Como já demonstramos em livro recente ("Informação e Poder", editora Record), além das vantagens de não pagar ICMS ou ISS genericamente, as emissoras têm o tempo usado pelos partidos políticos e pela Justiça eleitoral muito bem pago. Até demais.
Está em vigor um sistema legal de "ressarcimento fiscal" que provoca distorção incompreensível; porque em vez de pagamento, ou simples crédito, aumenta brutalmente o montante inicialmente devido. Esse tempo de transmissão é pago a 80% do preço de anúncio em horário nobre (correspondente ao preço de tabela menos os 20% legalmente atribuídos às agências de publicidade).
Ocorre que se o montante devido fosse pago ou creditado teríamos, sobre esses pagamentos ou créditos o mesmo conjunto de incidências a que estão submetidas todas as empresas: 2% do Cofins, 0,65% do PIS, 10% de contribuição social, 0,25% do IPMF e 25% do IR (sem levar em conta os 10% do adicional de IR, invariavelmente presente nos grandes grupos).
Por isso, de cada 100 recebidos, deveriam ser pagos em tributos nunca menos que 33,57; ficando então livres, para as emissoras, 66,43; equivalendo a um pagamento de 150,53, do qual se abateriam os tributos que seriam devidos no montante de 50,53 (que corresponde a 33,57% de 150,53) sobrando líquidos os referidos 100 (que corresponde a 66,43% de 150,53).
Para cada hora de programação eleitoral gratuita, rádio e TV têm assim vantagem econômica pelo menos equivalente a 50,53% a mais (150,53 sobre 100). Convertido em tempo esse percentual temos uma hora, 31 minutos e 48 segundos de transmissão (em alguns casos bem mais que isso); quando a regulamentação (hoje ignorada) permite apenas 15 minutos de publicidade a cada hora. É fantástico.
Observe-se ainda nesses cálculos que o preço base da vantagem econômica é o de tabela, em horário nobre. Sem considerar os descontos usualmente empregados para clientes preferenciais e sem considerar que tanto tempo de propaganda (que em 1992 correspondeu a 22 horas, 57 minutos e 30 segundos) certamente permitiria uma negociação a preços incomparavelmente menores que os de tabela.
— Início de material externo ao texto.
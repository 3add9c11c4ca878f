//! Base → sensor extrinsics lookup.
//!
//! The resolver answers "where is this sensor frame on the base?". When it
//! cannot, the integrator assumes identity and warns at most once per
//! [`EXTRINSICS_WARN_INTERVAL`].

use std::collections::HashMap;
use std::fmt;
use std::time::{Duration, Instant};

use anyhow::{Context, Result};
use tracing::{debug, warn};

use crate::config::OdometerConfig;
use crate::geometry::SE3;

/// Minimum spacing between "extrinsics unavailable" warnings.
pub const EXTRINSICS_WARN_INTERVAL: Duration = Duration::from_secs(10);

/// No known relation between two frames.
#[derive(Debug, Clone, PartialEq, Eq)]
pub struct ExtrinsicsError {
    pub base_frame: String,
    pub sensor_frame: String,
    pub reason: String,
}

impl fmt::Display for ExtrinsicsError {
    fn fmt(&self, f: &mut fmt::Formatter<'_>) -> fmt::Result {
        write!(
            f,
            "no transform from '{}' to '{}': {}",
            self.base_frame, self.sensor_frame, self.reason
        )
    }
}

impl std::error::Error for ExtrinsicsError {}

/// Lookup of the base → sensor transform. Must not block indefinitely.
pub trait ExtrinsicsResolver: Send {
    fn lookup(
        &self,
        base_frame: &str,
        sensor_frame: &str,
        stamp_ns: u64,
    ) -> Result<SE3, ExtrinsicsError>;
}

/// Fixed table of mounting transforms keyed by (base, sensor) frame.
#[derive(Debug, Clone, Default)]
pub struct StaticExtrinsics {
    transforms: HashMap<(String, String), SE3>,
}

impl StaticExtrinsics {
    pub fn new() -> Self {
        Self::default()
    }

    /// Register `T_base_sensor`. The inverse relation is answered too.
    pub fn insert(&mut self, base_frame: &str, sensor_frame: &str, t_base_sensor: SE3) {
        self.transforms
            .insert((base_frame.to_string(), sensor_frame.to_string()), t_base_sensor);
    }

    pub fn with(mut self, base_frame: &str, sensor_frame: &str, t_base_sensor: SE3) -> Self {
        self.insert(base_frame, sensor_frame, t_base_sensor);
        self
    }

    /// Table of the mounts listed in the config.
    pub fn from_config(config: &OdometerConfig) -> Result<Self> {
        let mut table = Self::new();
        for mount in &config.mounts {
            let t_base_sensor = mount
                .t_base_sensor
                .to_se3()
                .with_context(|| format!("mount of '{}'", mount.sensor_frame))?;
            table.insert(config.mount_base_frame(mount), &mount.sensor_frame, t_base_sensor);
        }
        Ok(table)
    }

    pub fn len(&self) -> usize {
        self.transforms.len()
    }

    pub fn is_empty(&self) -> bool {
        self.transforms.is_empty()
    }
}

impl ExtrinsicsResolver for StaticExtrinsics {
    fn lookup(
        &self,
        base_frame: &str,
        sensor_frame: &str,
        _stamp_ns: u64,
    ) -> Result<SE3, ExtrinsicsError> {
        if base_frame == sensor_frame {
            return Ok(SE3::identity());
        }
        let key = (base_frame.to_string(), sensor_frame.to_string());
        if let Some(t) = self.transforms.get(&key) {
            return Ok(t.clone());
        }
        let reverse = (sensor_frame.to_string(), base_frame.to_string());
        if let Some(t) = self.transforms.get(&reverse) {
            return Ok(t.inverse());
        }
        Err(ExtrinsicsError {
            base_frame: base_frame.to_string(),
            sensor_frame: sensor_frame.to_string(),
            reason: format!("{} registered transforms, none match", self.transforms.len()),
        })
    }
}

/// Lets a message through at most once per interval.
#[derive(Debug, Clone)]
pub struct WarnThrottle {
    interval: Duration,
    last: Option<Instant>,
}

impl WarnThrottle {
    pub fn new(interval: Duration) -> Self {
        Self {
            interval,
            last: None,
        }
    }

    /// Whether a message may be emitted at `now`; records it if so.
    pub fn allow(&mut self, now: Instant) -> bool {
        match self.last {
            Some(last) if now.saturating_duration_since(last) < self.interval => false,
            _ => {
                self.last = Some(now);
                true
            }
        }
    }
}

impl Default for WarnThrottle {
    fn default() -> Self {
        Self::new(EXTRINSICS_WARN_INTERVAL)
    }
}

/// Resolve `T_base_sensor`, substituting identity when unavailable.
///
/// Returns the transform and whether it was actually found.
pub fn resolve_or_identity(
    resolver: &dyn ExtrinsicsResolver,
    throttle: &mut WarnThrottle,
    base_frame: &str,
    sensor_frame: &str,
    stamp_ns: u64,
) -> (SE3, bool) {
    match resolver.lookup(base_frame, sensor_frame, stamp_ns) {
        Ok(t) => (t, true),
        Err(e) => {
            if throttle.allow(Instant::now()) {
                warn!(
                    "The transform from '{}' to '{}' does not seem to be available, \
                     will assume it as identity!",
                    base_frame, sensor_frame
                );
            }
            debug!("Transform error: {}", e);
            (SE3::identity(), false)
        }
    }
}
pub mod config;
pub mod extrinsics;
pub mod geometry;
pub mod io;
pub mod odometry;
pub mod system;
pub mod viz;
//! Pass-through tuning options for the frame processor.
//!
//! Keys and values are owned by the processor; the integrator never parses
//! them. Processors name options with hyphens (`fast-threshold`), while
//! configuration files use underscores (`fast_threshold`), so overrides are
//! matched on the underscore form.

use std::collections::BTreeMap;
use std::fmt;

use tracing::debug;

/// Opaque string → string option map.
#[derive(Debug, Clone, Default, PartialEq, Eq)]
pub struct VoOptions {
    entries: BTreeMap<String, String>,
}

/// Configuration-style name of a processor option key.
pub fn param_name(key: &str) -> String {
    key.replace('-', "_")
}

impl VoOptions {
    pub fn new() -> Self {
        Self::default()
    }

    pub fn get(&self, key: &str) -> Option<&str> {
        self.entries.get(key).map(String::as_str)
    }

    pub fn len(&self) -> usize {
        self.entries.len()
    }

    pub fn is_empty(&self) -> bool {
        self.entries.is_empty()
    }

    pub fn iter(&self) -> impl Iterator<Item = (&str, &str)> {
        self.entries.iter().map(|(k, v)| (k.as_str(), v.as_str()))
    }

    /// Apply configured overrides onto this (default) option set.
    ///
    /// Only keys already present are overridden; an override named
    /// `a_b` replaces option `a-b`. Returns the number of options changed.
    pub fn apply_overrides(&mut self, params: &BTreeMap<String, String>) -> usize {
        let mut applied = 0;
        for (key, value) in self.entries.iter_mut() {
            if let Some(v) = params.get(&param_name(key)) {
                *value = v.clone();
                applied += 1;
            }
        }
        for name in params.keys() {
            if !self.entries.keys().any(|k| param_name(k) == *name) {
                debug!("Ignoring unknown odometry option '{}'", name);
            }
        }
        applied
    }
}

impl<K: Into<String>, V: Into<String>> FromIterator<(K, V)> for VoOptions {
    fn from_iter<I: IntoIterator<Item = (K, V)>>(iter: I) -> Self {
        Self {
            entries: iter
                .into_iter()
                .map(|(k, v)| (k.into(), v.into()))
                .collect(),
        }
    }
}

/// One `key = value` line per option, keys in configuration form.
impl fmt::Display for VoOptions {
    fn fmt(&self, f: &mut fmt::Formatter<'_>) -> fmt::Result {
        for (key, value) in self.iter() {
            writeln!(f, "{} = {}", param_name(key), value)?;
        }
        Ok(())
    }
}
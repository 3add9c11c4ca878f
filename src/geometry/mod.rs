//! Geometry utilities: SE3 transforms, base/sensor frame conversions.

pub mod frames;
pub mod se3;

pub use frames::SensorMount;
pub use se3::SE3;
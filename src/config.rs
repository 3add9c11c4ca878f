//! Odometer configuration, loaded once at startup.
//!
//! ```yaml
//! odom_frame_id: /odom
//! base_link_frame_id: /base_link
//! publish_tf: true
//! tf_factor: 1.0
//! republish_interval_s: 1.0
//! vo_options:
//!   fast_threshold_adaptive_gain: "0.001"
//! sensor_frame_id: /camera
//! mounts:
//!   - sensor_frame: /camera
//!     t_base_sensor:
//!       data: [0, 0, 1, 0.1,  -1, 0, 0, 0,  0, -1, 0, 0.2,  0, 0, 0, 1]
//! ```

use std::collections::BTreeMap;
use std::fs::File;
use std::path::Path;
use std::time::Duration;

use anyhow::{Context, Result, bail, ensure};
use nalgebra::Matrix4;
use serde::Deserialize;

use crate::geometry::SE3;

/// Pose older than this is rebroadcast by the idle republisher.
pub const IDLE_REPUBLISH_THRESHOLD: Duration = Duration::from_secs(9);

#[derive(Debug, Clone, Deserialize, PartialEq)]
#[serde(default, deny_unknown_fields)]
pub struct OdometerConfig {
    /// World frame the pose is published in.
    pub odom_frame_id: String,
    /// Robot base frame whose pose is published.
    pub base_link_frame_id: String,
    /// Broadcast the world → base transform.
    pub publish_tf: bool,
    /// Scale applied to the translation of every published pose. `0` means
    /// unset.
    pub tf_factor: f64,
    /// Period of the idle republish check, seconds.
    pub republish_interval_s: f64,
    /// Frame processor tuning overrides in underscore form, forwarded
    /// verbatim.
    pub vo_options: BTreeMap<String, String>,
    /// Frame id stamped on replayed images.
    pub sensor_frame_id: String,
    /// Known base → sensor mounting transforms.
    pub mounts: Vec<MountConfig>,
}

/// Row-major 4x4 homogeneous transform, `cols`/`rows` optional.
#[derive(Debug, Clone, Deserialize, PartialEq)]
pub struct TransformYaml {
    pub data: Vec<f64>,
}

impl TransformYaml {
    pub fn to_se3(&self) -> Result<SE3> {
        if self.data.len() != 16 {
            bail!("Expected 16 elements for transform, got {}", self.data.len());
        }
        ensure!(
            self.data.iter().all(|v| v.is_finite()),
            "transform contains non-finite values"
        );
        Ok(SE3::from_matrix(Matrix4::from_row_slice(&self.data)))
    }
}

/// Where a sensor sits on the robot.
#[derive(Debug, Clone, Deserialize, PartialEq)]
pub struct MountConfig {
    /// Defaults to the configured base link frame.
    #[serde(default)]
    pub base_frame: Option<String>,
    pub sensor_frame: String,
    pub t_base_sensor: TransformYaml,
}

impl Default for OdometerConfig {
    fn default() -> Self {
        Self {
            odom_frame_id: "/odom".to_string(),
            base_link_frame_id: "/base_link".to_string(),
            publish_tf: true,
            tf_factor: 1.0,
            republish_interval_s: 1.0,
            vo_options: BTreeMap::new(),
            sensor_frame_id: "/camera".to_string(),
            mounts: Vec::new(),
        }
    }
}

impl OdometerConfig {
    pub fn from_yaml_str(yaml: &str) -> Result<Self> {
        let config: Self = serde_yaml::from_str(yaml).context("Failed to parse odometer config")?;
        config.validate()?;
        Ok(config)
    }

    pub fn load<P: AsRef<Path>>(path: P) -> Result<Self> {
        let path = path.as_ref();
        let file = File::open(path).with_context(|| format!("Failed to open {:?}", path))?;
        let config: Self = serde_yaml::from_reader(file)
            .with_context(|| format!("Failed to parse odometer config {:?}", path))?;
        config.validate()?;
        Ok(config)
    }

    fn validate(&self) -> Result<()> {
        ensure!(!self.odom_frame_id.is_empty(), "odom_frame_id must not be empty");
        ensure!(
            !self.base_link_frame_id.is_empty(),
            "base_link_frame_id must not be empty"
        );
        ensure!(self.tf_factor.is_finite(), "tf_factor must be finite");
        ensure!(
            self.republish_interval_s.is_finite() && self.republish_interval_s > 0.0,
            "republish_interval_s must be positive, got {}",
            self.republish_interval_s
        );
        ensure!(!self.sensor_frame_id.is_empty(), "sensor_frame_id must not be empty");
        for mount in &self.mounts {
            mount
                .t_base_sensor
                .to_se3()
                .with_context(|| format!("mount of '{}'", mount.sensor_frame))?;
        }
        Ok(())
    }

    /// Translation correction factor actually applied; `0` falls back to `1`.
    pub fn effective_tf_factor(&self) -> f64 {
        if self.tf_factor == 0.0 {
            1.0
        } else {
            self.tf_factor
        }
    }

    pub fn republish_interval(&self) -> Duration {
        Duration::from_secs_f64(self.republish_interval_s)
    }

    /// Base frame a mount is attached to.
    pub fn mount_base_frame<'a>(&'a self, mount: &'a MountConfig) -> &'a str {
        mount.base_frame.as_deref().unwrap_or(&self.base_link_frame_id)
    }
}
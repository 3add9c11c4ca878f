//! Odometer - main entry point and thread orchestration.
//!
//! The `Odometer` owns the locked integrator state and, optionally, the idle
//! republisher thread. Frames are processed in the calling thread.

use std::sync::Arc;

use anyhow::Result;
use parking_lot::Mutex;
use tracing::info;

use crate::config::OdometerConfig;
use crate::extrinsics::ExtrinsicsResolver;
use crate::geometry::SE3;
use crate::io::image::{DepthSource, GrayImage};
use crate::odometry::{FrameOutput, IntegratorPhase, PoseIntegrator, ProcessorFactory};

use super::republisher::{Clock, IdleRepublisher};
use super::shared_state::{OdometerCore, SharedOdometer};
use super::sink::OdometrySink;

/// Visual odometry front end: integrator + publisher sink behind one lock.
pub struct Odometer<F: ProcessorFactory + 'static> {
    shared: SharedOdometer<F>,
    republisher: Option<IdleRepublisher>,
}

impl<F: ProcessorFactory + 'static> Odometer<F> {
    pub fn new(
        factory: F,
        extrinsics: Box<dyn ExtrinsicsResolver>,
        sink: Box<dyn OdometrySink>,
        config: OdometerConfig,
    ) -> Self {
        let integrator = PoseIntegrator::new(factory, extrinsics, &config);
        info!(
            "Odometer publishing '{}' -> '{}' (tf: {}, translation factor: {})",
            config.odom_frame_id,
            config.base_link_frame_id,
            config.publish_tf,
            integrator.translation_factor()
        );
        Self {
            shared: Arc::new(Mutex::new(OdometerCore::new(integrator, sink, config))),
            republisher: None,
        }
    }

    /// Process a frame and publish the result.
    pub fn process(
        &self,
        image: &GrayImage<'_>,
        depth: &dyn DepthSource,
        stamp_ns: u64,
    ) -> Result<FrameOutput> {
        self.shared.lock().process(image, depth, stamp_ns)
    }

    /// Zero the odometry: the next frame starts a new chain at identity.
    pub fn reinit(&self) {
        self.shared.lock().integrator.reinit();
    }

    /// Idle republish check; see [`OdometerCore::publish_last_known_pose`].
    pub fn publish_last_known_pose(&self, now_ns: u64) -> bool {
        self.shared.lock().publish_last_known_pose(now_ns)
    }

    /// Flush the sink, surfacing any buffered write error.
    pub fn flush(&self) -> Result<()> {
        self.shared.lock().flush()
    }

    pub fn last_known_pose(&self) -> SE3 {
        self.shared.lock().integrator.last_known_pose().clone()
    }

    pub fn phase(&self) -> IntegratorPhase {
        self.shared.lock().integrator.phase()
    }

    /// Start the background idle republisher using the configured period.
    /// Replaces a running one.
    pub fn start_idle_republisher(&mut self, clock: Arc<dyn Clock>) -> Result<()> {
        self.stop_idle_republisher();
        let shared = self.shared.clone();
        let interval = shared.lock().config.republish_interval();
        let republisher = IdleRepublisher::spawn(interval, clock, move |now_ns| {
            shared.lock().publish_last_known_pose(now_ns);
        })?;
        self.republisher = Some(republisher);
        Ok(())
    }

    pub fn stop_idle_republisher(&mut self) {
        if let Some(mut republisher) = self.republisher.take() {
            republisher.shutdown();
        }
    }

    /// Stop background work. Also done on drop.
    pub fn shutdown(&mut self) {
        self.stop_idle_republisher();
    }
}

impl<F: ProcessorFactory + 'static> Drop for Odometer<F> {
    fn drop(&mut self) {
        self.shutdown();
    }
}
use std::sync::Arc;
use std::sync::atomic::{AtomicU64, Ordering};
use std::time::Duration;

use approx::assert_relative_eq;
use crossbeam_channel::Receiver;
use nalgebra::Vector3;

use vo_integrator::config::OdometerConfig;
use vo_integrator::extrinsics::StaticExtrinsics;
use vo_integrator::geometry::SE3;
use vo_integrator::io::{DepthImage, GrayImage, ReplayFactory, parse_replay};
use vo_integrator::odometry::{FrameOutcome, IntegratorPhase, MotionStatus};
use vo_integrator::system::{ChannelSink, Clock, Odometer, OdometryMessage};

const MS: u64 = 1_000_000;
const SEC: u64 = 1_000_000_000;

/// Replay row with identity rotations.
fn row(stamp_ns: u64, status: &str, pose_x: f64, motion_x: f64) -> String {
    format!(
        "{stamp_ns}, {status}, {pose_x},0,0, 1,0,0,0, {motion_x},0,0, 1,0,0,0, \
         0.01,0.01,0.01,0.001,0.001,0.001, 100, 80\n"
    )
}

fn odometer(
    rows: &[String],
    extrinsics: StaticExtrinsics,
    config: OdometerConfig,
) -> (Odometer<ReplayFactory>, Receiver<OdometryMessage>) {
    let frames = parse_replay(rows.concat().as_bytes()).unwrap();
    let (sink, rx) = ChannelSink::unbounded();
    let odometer = Odometer::new(
        ReplayFactory::new(frames),
        Box::new(extrinsics),
        Box::new(sink),
        config,
    );
    (odometer, rx)
}

fn kinds(rx: &Receiver<OdometryMessage>) -> Vec<&'static str> {
    rx.try_iter()
        .map(|msg| match msg {
            OdometryMessage::Odometry(_) => "odometry",
            OdometryMessage::Pose(_) => "pose",
            OdometryMessage::Transform(_) => "transform",
            OdometryMessage::Info(_) => "info",
        })
        .collect()
}

struct ManualClock(AtomicU64);

impl ManualClock {
    fn set(&self, now_ns: u64) {
        self.0.store(now_ns, Ordering::SeqCst);
    }
}

impl Clock for ManualClock {
    fn now_ns(&self) -> u64 {
        self.0.load(Ordering::SeqCst)
    }
}

#[test]
fn test_publishes_pose_twist_and_diagnostics() {
    let mount = SE3::from_translation(Vector3::new(0.1, 0.0, 0.2));
    let extrinsics = StaticExtrinsics::new().with("/base_link", "/camera", mount);
    let rows = [
        row(0, "NO_DATA", 0.0, 0.0),
        row(100 * MS, "SUCCESS", 0.1, 0.1),
        row(200 * MS, "SUCCESS", 0.2, 0.1),
    ];
    let (odometer, rx) = odometer(&rows, extrinsics, OdometerConfig::default());

    let pixels = [0u8; 4];
    let image = GrayImage::new(&pixels, 2, 2, "/camera");
    let depth = DepthImage::new(2, 2, vec![1.0; 4]).unwrap();

    let out = odometer.process(&image, &depth, 0).unwrap();
    assert_eq!(out.diagnostic.outcome, FrameOutcome::Initialized);
    assert!(out.pose.is_none());
    assert_eq!(kinds(&rx), ["info"]);
    assert_eq!(odometer.phase(), IntegratorPhase::Tracking);

    let out = odometer.process(&image, &depth, 100 * MS).unwrap();
    assert_relative_eq!(out.pose.unwrap().translation, Vector3::new(0.1, 0.0, 0.0), epsilon = 1e-12);
    assert!(out.twist.is_none());
    assert_eq!(kinds(&rx), ["transform", "odometry", "pose", "info"]);

    odometer.process(&image, &depth, 200 * MS).unwrap();
    let messages: Vec<OdometryMessage> = rx.try_iter().collect();
    assert_eq!(messages.len(), 4);

    let OdometryMessage::Odometry(odom) = &messages[1] else {
        panic!("expected odometry record, got {:?}", messages[1]);
    };
    assert_eq!(odom.header.frame_id, "/odom");
    assert_eq!(odom.header.stamp_ns, 200 * MS);
    assert_eq!(odom.child_frame_id, "/base_link");
    assert_relative_eq!(odom.pose.translation, Vector3::new(0.2, 0.0, 0.0), epsilon = 1e-12);
    let twist = odom.twist.as_ref().unwrap();
    assert_relative_eq!(twist.linear, Vector3::new(1.0, 0.0, 0.0), epsilon = 1e-9);
    assert_relative_eq!(twist.covariance[0], 0.01);

    let OdometryMessage::Info(info) = &messages[3] else {
        panic!("expected info record, got {:?}", messages[3]);
    };
    assert_eq!(info.header.frame_id, "/camera");
    assert_eq!(info.motion_estimate_status, "SUCCESS");
    assert!(info.motion_estimate_valid);
    assert_eq!(info.num_inliers, 80);
}

#[test]
fn test_nan_fault_resumes_from_last_good_pose() {
    let rows = [
        row(0, "NO_DATA", 0.0, 0.0),
        row(100 * MS, "SUCCESS", 0.1, 0.1),
        row(200 * MS, "SUCCESS", f64::NAN, 0.1),
        // Recreated processor: its own origin.
        row(300 * MS, "NO_DATA", 5.0, 0.0),
        row(400 * MS, "SUCCESS", 5.1, 0.1),
        row(500 * MS, "INSUFFICIENT_INLIERS", 5.1, 0.0),
    ];
    let (odometer, rx) = odometer(&rows, StaticExtrinsics::new(), OdometerConfig::default());

    let pixels = [0u8; 1];
    let image = GrayImage::new(&pixels, 1, 1, "/camera");
    let depth = DepthImage::new(1, 1, vec![1.0]).unwrap();

    let outcomes: Vec<FrameOutcome> = (0..rows.len() as u64)
        .map(|i| odometer.process(&image, &depth, i * 100 * MS).unwrap().diagnostic.outcome)
        .collect();
    assert_eq!(
        outcomes,
        [
            FrameOutcome::Initialized,
            FrameOutcome::Updated,
            FrameOutcome::Reanchored,
            FrameOutcome::Initialized,
            FrameOutcome::Updated,
            FrameOutcome::EstimationFailed,
        ]
    );

    // Trajectory continues from 0.1 instead of jumping back to the origin.
    assert_relative_eq!(
        odometer.last_known_pose().translation,
        Vector3::new(0.2, 0.0, 0.0),
        epsilon = 1e-12
    );

    let messages: Vec<OdometryMessage> = rx.try_iter().collect();
    let poses: Vec<f64> = messages
        .iter()
        .filter_map(|msg| match msg {
            OdometryMessage::Pose(p) => Some(p.pose.translation.x),
            _ => None,
        })
        .collect();
    assert_eq!(poses.len(), 2);
    assert_relative_eq!(poses[1], 0.2, epsilon = 1e-12);

    // The rejected frame sends no diagnostics record; nothing claims it valid.
    let info_stamps: Vec<u64> = messages
        .iter()
        .filter_map(|msg| match msg {
            OdometryMessage::Info(info) => Some(info.header.stamp_ns),
            _ => None,
        })
        .collect();
    assert_eq!(info_stamps, [0, 100 * MS, 300 * MS, 400 * MS, 500 * MS]);
}

#[test]
fn test_reinit_restarts_at_identity() {
    let rows = [
        row(0, "NO_DATA", 0.0, 0.0),
        row(100 * MS, "SUCCESS", 0.5, 0.5),
        row(200 * MS, "NO_DATA", 0.5, 0.0),
        row(300 * MS, "SUCCESS", 0.6, 0.1),
    ];
    let (odometer, _rx) = odometer(&rows, StaticExtrinsics::new(), OdometerConfig::default());

    let pixels = [0u8; 1];
    let image = GrayImage::new(&pixels, 1, 1, "/camera");
    let depth = DepthImage::new(1, 1, vec![1.0]).unwrap();

    odometer.process(&image, &depth, 0).unwrap();
    odometer.process(&image, &depth, 100 * MS).unwrap();
    odometer.reinit();
    assert_eq!(odometer.phase(), IntegratorPhase::Uninitialized);

    let out = odometer.process(&image, &depth, 200 * MS).unwrap();
    assert_eq!(out.diagnostic.outcome, FrameOutcome::Initialized);
    assert_eq!(out.diagnostic.status, MotionStatus::NoData);

    let out = odometer.process(&image, &depth, 300 * MS).unwrap();
    assert_relative_eq!(out.pose.unwrap().translation, Vector3::new(0.1, 0.0, 0.0), epsilon = 1e-12);
}

#[test]
fn test_idle_republisher_rebroadcasts_stale_pose() {
    let rows = [row(0, "NO_DATA", 0.0, 0.0), row(100 * MS, "SUCCESS", 0.1, 0.1)];
    let config = OdometerConfig {
        republish_interval_s: 0.005,
        ..Default::default()
    };
    let (mut odometer, rx) = odometer(&rows, StaticExtrinsics::new(), config);

    let pixels = [0u8; 1];
    let image = GrayImage::new(&pixels, 1, 1, "/camera");
    let depth = DepthImage::new(1, 1, vec![1.0]).unwrap();
    odometer.process(&image, &depth, 0).unwrap();
    odometer.process(&image, &depth, 100 * MS).unwrap();
    rx.try_iter().for_each(drop);

    let clock = Arc::new(ManualClock(AtomicU64::new(100 * MS + 5 * SEC)));
    odometer.start_idle_republisher(clock.clone()).unwrap();

    // Fresh enough: the timer ticks but nothing goes out.
    std::thread::sleep(Duration::from_millis(50));
    assert!(rx.try_recv().is_err());

    let stale = 100 * MS + 9 * SEC + 500 * MS;
    clock.set(stale);
    let msg = rx.recv_timeout(Duration::from_secs(2)).unwrap();
    let OdometryMessage::Transform(tf) = msg else {
        panic!("expected transform, got {:?}", msg);
    };
    assert_eq!(tf.header.stamp_ns, stale);
    assert_eq!(tf.child_frame_id, "/base_link");
    assert_relative_eq!(tf.transform.translation, Vector3::new(0.1, 0.0, 0.0), epsilon = 1e-12);

    // Republishing counts as publishing.
    std::thread::sleep(Duration::from_millis(50));
    assert!(rx.try_recv().is_err());

    odometer.shutdown();
}

#[test]
fn test_no_transforms_when_broadcast_disabled() {
    let rows = [row(0, "NO_DATA", 0.0, 0.0), row(100 * MS, "SUCCESS", 0.1, 0.1)];
    let config = OdometerConfig {
        publish_tf: false,
        ..Default::default()
    };
    let (odometer, rx) = odometer(&rows, StaticExtrinsics::new(), config);

    let pixels = [0u8; 1];
    let image = GrayImage::new(&pixels, 1, 1, "/camera");
    let depth = DepthImage::new(1, 1, vec![1.0]).unwrap();
    odometer.process(&image, &depth, 0).unwrap();
    odometer.process(&image, &depth, 100 * MS).unwrap();

    assert_eq!(kinds(&rx), ["info", "odometry", "pose", "info"]);
    assert!(!odometer.publish_last_known_pose(100 * SEC));
    assert!(rx.try_recv().is_err());
}

#[test]
fn test_contract_violation_is_an_error() {
    let rows = [row(0, "NO_DATA", 0.0, 0.0)];
    let (odometer, rx) = odometer(&rows, StaticExtrinsics::new(), OdometerConfig::default());

    let pixels = [0u8; 2];
    let image = GrayImage::new(&pixels, 2, 2, "/camera");
    let depth = DepthImage::new(2, 2, vec![1.0; 4]).unwrap();

    assert!(odometer.process(&image, &depth, 0).is_err());
    assert_eq!(odometer.phase(), IntegratorPhase::Uninitialized);
    assert!(rx.try_recv().is_err());
}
Assim, por conta de relações espúrias entre meios de comunicação e elites políticas, recursos que deveriam ser destinados a aplicações sociais são generosamente transferidos às empresas de comunicação; fazendo com que o Estado, que cobra tributos em gêneros de primeira necessidade, banque indiscriminadamente esse subsídio. Um escândalo. E tudo com o silêncio cúmplice de muita gente boa.